Task description: Which lines below contain "nudges"? Pull them out.

Data for this exercise:
#[cfg(test)]
mod tests {
    use super::*;
    use crate::testing::{RecordingHost, ScriptedRunner};
    use serde_json::json;

    const INFO: &str = r#"{"mode": "sqlite", "issue_count": 2}"#;

    fn coordinator(runner: &ScriptedRunner) -> (Coordinator, RecordingHost) {
        let host = RecordingHost::with_ui();
        let coordinator = Coordinator::new(
            runner.client(),
            Arc::new(host.clone()),
            WorkflowSettings::default(),
        );
        (coordinator, host)
    }

    async fn started(runner: &ScriptedRunner) -> (Coordinator, RecordingHost) {
        let (mut coordinator, host) = coordinator(runner);
        coordinator.session_start().await;
        (coordinator, host)
    }

    fn project() -> ScriptedRunner {
        ScriptedRunner::new()
            .ok("info --json", INFO)
            .ok("list --status in_progress", "[]")
            .ok("list --json", r#"[{"id":"bd-1","title":"A"},{"id":"bd-2","title":"B"}]"#)
            .ok("check-ignore", "")
    }

    async fn settle() {
        tokio::time::sleep(Duration::from_millis(20)).await;
    }

    #[tokio::test]
    async fn session_start_outside_project_turns_off() {
        let runner = ScriptedRunner::new().fail("info --json", "not a beads project");
        let (coordinator, host) = started(&runner).await;

        assert!(!coordinator.state().workflow_enabled());
        assert_eq!(host.last_status(STATUS_KEY), Some(Some("beads: off".to_string())));
        assert_eq!(runner.calls().len(), 1);
    }

    #[tokio::test]
    async fn session_start_publishes_live_status() {
        let runner = project();
        let (coordinator, host) = started(&runner).await;

        assert!(coordinator.state().workflow_enabled());
        assert_eq!(
            host.last_status(STATUS_KEY),
            Some(Some("beads: stealth (sqlite) · 2 issue(s) · in-progress: none".to_string()))
        );
    }

    #[tokio::test]
    async fn mode_label_is_cached() {
        let runner = project();
        let (mut coordinator, _host) = started(&runner).await;
        coordinator.refresh_status().await;
        coordinator.refresh_status().await;
        assert_eq!(runner.count("check-ignore"), 1);
    }

    #[tokio::test]
    async fn refresh_clears_status_when_info_fails() {
        let runner = project();
        let (mut coordinator, host) = started(&runner).await;

        runner.set("info --json", crate::client::ExecResult::failure("db locked"));
        coordinator.refresh_status().await;
        assert_eq!(host.last_status(STATUS_KEY), Some(None));
    }

    #[tokio::test]
    async fn close_is_blocked_on_dirty_tree() {
        let runner = project().ok("status --porcelain", " M src/lib.rs\n");
        let (mut coordinator, _host) = started(&runner).await;

        let block = coordinator
            .tool_call("bash", &json!({"command": "br close bd-1"}))
            .await;
        assert_eq!(block, Some(BlockDecision::new(CLOSE_BLOCK_REASON)));

        for command in ["echo br close", "bash -lc 'br close bd-1'", "br show bd-1"] {
            let block = coordinator.tool_call("bash", &json!({ "command": command })).await;
            assert!(block.is_none(), "{command} should not be blocked");
        }
    }

    #[tokio::test]
    async fn close_allowed_on_clean_tree_or_failed_status() {
        let runner = project().ok("status --porcelain", "");
        let (mut coordinator, _host) = started(&runner).await;
        let input = json!({"command": "br close bd-1"});
        assert!(coordinator.tool_call("bash", &input).await.is_none());

        runner.set("status --porcelain", crate::client::ExecResult::failure("not a repo"));
        assert!(coordinator.tool_call("bash", &input).await.is_none());
    }

    #[tokio::test]
    async fn tool_call_ignored_when_disabled() {
        let runner = ScriptedRunner::new().fail("info --json", "");
        let (mut coordinator, _host) = started(&runner).await;
        let block = coordinator
            .tool_call("bash", &json!({"command": "br close bd-1"}))
            .await;
        assert!(block.is_none());
        assert_eq!(runner.count("status --porcelain"), 0);
    }

    #[tokio::test]
    async fn commit_is_recorded_against_active_issue() {
        let runner = project().ok("comments add", "");
        let (mut coordinator, _host) = started(&runner).await;
        coordinator.state.claim("bd-1").unwrap();
        coordinator.turn_end();
        coordinator.turn_end();

        let input = json!({"command": "git commit -m 'fix: parser'"});
        coordinator
            .tool_result(ToolResultEvent {
                tool_name: "bash",
                input: &input,
                is_error: false,
                output: "[main abc1234] fix: parser\n 1 file changed",
            })
            .await;
        settle().await;

        let comment = runner
            .calls()
            .into_iter()
            .find(|c| c.joined().starts_with("comments add bd-1"))
            .unwrap();
        assert_eq!(comment.args[3], "commit: abc1234 fix: parser");
        assert_eq!(comment.timeout, COMMENT_TIMEOUT);
        assert_eq!(coordinator.state().checkpoint().turns_since_checkpoint(), 0);
    }

    #[tokio::test]
    async fn tracker_command_refreshes_status() {
        let runner = project();
        let (mut coordinator, _host) = started(&runner).await;
        let before = runner.count("info --json");

        let input = json!({"command": "br update bd-2 --priority 1"});
        coordinator
            .tool_result(ToolResultEvent {
                tool_name: "bash",
                input: &input,
                is_error: false,
                output: "",
            })
            .await;
        assert_eq!(runner.count("info --json"), before + 1);
    }

    #[tokio::test]
    async fn edits_recorded_only_with_active_issue() {
        let runner = project();
        let (mut coordinator, _host) = started(&runner).await;
        let input = json!({"path": "src/a.rs"});
        let event = ToolResultEvent {
            tool_name: "edit",
            input: &input,
            is_error: false,
            output: "",
        };

        coordinator.tool_result(event).await;
        assert!(coordinator.state().edited_files("bd-1").is_none());

        coordinator.state.claim("bd-1").unwrap();
        coordinator.tool_result(event).await;
        coordinator.tool_result(event).await;
        assert_eq!(coordinator.state().edited_files("bd-1").unwrap().len(), 1);
    }

    #[tokio::test]
    async fn primes_once_without_in_progress_issue() {
        let runner = project();
        let (mut coordinator, _host) = started(&runner).await;

        let message = coordinator.before_agent_start().await.unwrap();
        assert_eq!(message.custom_type, message_type::PRIME);
        assert!(!message.display);
        assert!(message.content.contains("Do NOT use TodoWrite"));

        assert!(coordinator.before_agent_start().await.is_none());
    }

    #[tokio::test]
    async fn primes_with_recovery_and_adopts_issue() {
        let issue = json!({"id": "bd-7", "title": "Resume me", "status": "in_progress"});
        let runner = ScriptedRunner::new()
            .ok("info --json", INFO)
            .ok("list --status in_progress", json!([issue]).to_string())
            .ok("list --json", json!([issue]).to_string())
            .ok("check-ignore", "")
            .ok("show bd-7", json!([issue]).to_string())
            .ok("dep list", "[]")
            .ok("status --porcelain", "");
        let (mut coordinator, _host) = started(&runner).await;

        let message = coordinator.before_agent_start().await.unwrap();
        assert!(message.content.contains("## Resuming: bd-7 — Resume me"));
        assert_eq!(coordinator.state().current_issue_id(), Some("bd-7"));
    }

    #[tokio::test]
    async fn compaction_checkpoints_and_reprimes() {
        let runner = project().ok("comments add", "");
        let (mut coordinator, _host) = started(&runner).await;
        coordinator.before_agent_start().await;
        coordinator.state.claim("bd-1").unwrap();
        coordinator.state.record_edit("src/a.rs");

        coordinator.session_before_compact();
        settle().await;

        assert!(coordinator.state().should_prime_next_turn());
        let comment = runner
            .calls()
            .into_iter()
            .find(|c| c.joined().starts_with("comments add bd-1"))
            .unwrap();
        assert!(comment.args[3].starts_with("Auto-checkpoint before context compaction"));
        assert_eq!(comment.timeout, COMPACTION_COMMENT_TIMEOUT);
    }

    #[tokio::test]
    async fn compaction_skips_comment_without_progress() {
        let runner = project();
        let (mut coordinator, _host) = started(&runner).await;
        coordinator.state.claim("bd-1").unwrap();

        coordinator.session_before_compact();
        settle().await;
        assert_eq!(runner.count("comments add"), 0);
    }

    #[tokio::test]
    async fn nudge_fires_once_per_window() {
        let runner = project();
        let (mut coordinator, host) = started(&runner).await;
        coordinator.state.claim("bd-1").unwrap();

        for _ in 0..7 {
            coordinator.turn_end();
        }
        assert!(host.messages_of_type(message_type::CHECKPOINT_NUDGE).is_empty());

        coordinator.turn_end();
        let nudges = host.messages_of_type(message_type::CHECKPOINT_NUDGE);
        assert_eq!(nudges.len(), 1);
        assert_eq!(nudges[0].delivery, Delivery::NextTurn);
        assert!(host.notified().contains(&CHECKPOINT_NUDGE_NOTICE.to_string()));

        for _ in 0..7 {
            coordinator.turn_end();
        }
        assert_eq!(host.messages_of_type(message_type::CHECKPOINT_NUDGE).len(), 1);
        coordinator.turn_end();
        assert_eq!(host.messages_of_type(message_type::CHECKPOINT_NUDGE).len(), 2);
    }

    #[tokio::test]
    async fn context_reminder_fires_once() {
        let runner = project();
        let (mut coordinator, host) = started(&runner).await;

        host.set_usage(Some(80.0));
        coordinator.turn_end();
        assert!(host.messages_of_type(message_type::CONTEXT_WARNING).is_empty());

        host.set_usage(Some(91.4));
        coordinator.turn_end();
        coordinator.turn_end();
        let warnings = host.messages_of_type(message_type::CONTEXT_WARNING);
        assert_eq!(warnings.len(), 1);
        assert_eq!(warnings[0].delivery, Delivery::FollowUp { trigger_turn: true });
        assert!(warnings[0].content.contains("91%"));
    }

    #[tokio::test]
    async fn dirty_nudge_queues_only_when_asked() {
        let runner = project().ok("status --porcelain", "?? notes.md\n");
        let (coordinator, host) = started(&runner).await;

        assert_eq!(
            coordinator.nudge_commit_after_close(false).await,
            Some(DIRTY_TREE_CLOSE_WARNING)
        );
        assert!(host.messages_of_type(message_type::DIRTY_TREE_WARNING).is_empty());

        coordinator.nudge_commit_after_close(true).await;
        assert_eq!(host.messages_of_type(message_type::DIRTY_TREE_WARNING).len(), 1);
    }

    #[tokio::test]
    async fn observability_follows_flag() {
        let runner = project();
        let (coordinator, host) = started(&runner).await;

        coordinator.message_start();
        assert!(host.notifications().is_empty());

        host.set_flag(OBSERVE_FLAG);
        coordinator.message_start();
        coordinator.tool_execution_end("bash", true);
        assert_eq!(
            host.notifications(),
            vec![
                ("beads observe: message_start".to_string(), NotifyLevel::Info),
                (
                    "beads observe: tool_execution_end bash (error)".to_string(),
                    NotifyLevel::Warning
                ),
            ]
        );
    }
}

Exercise result:
        let nudges = host.messages_of_type(message_type::CHECKPOINT_NUDGE);
        assert_eq!(nudges.len(), 1);
        assert_eq!(nudges[0].delivery, Delivery::NextTurn);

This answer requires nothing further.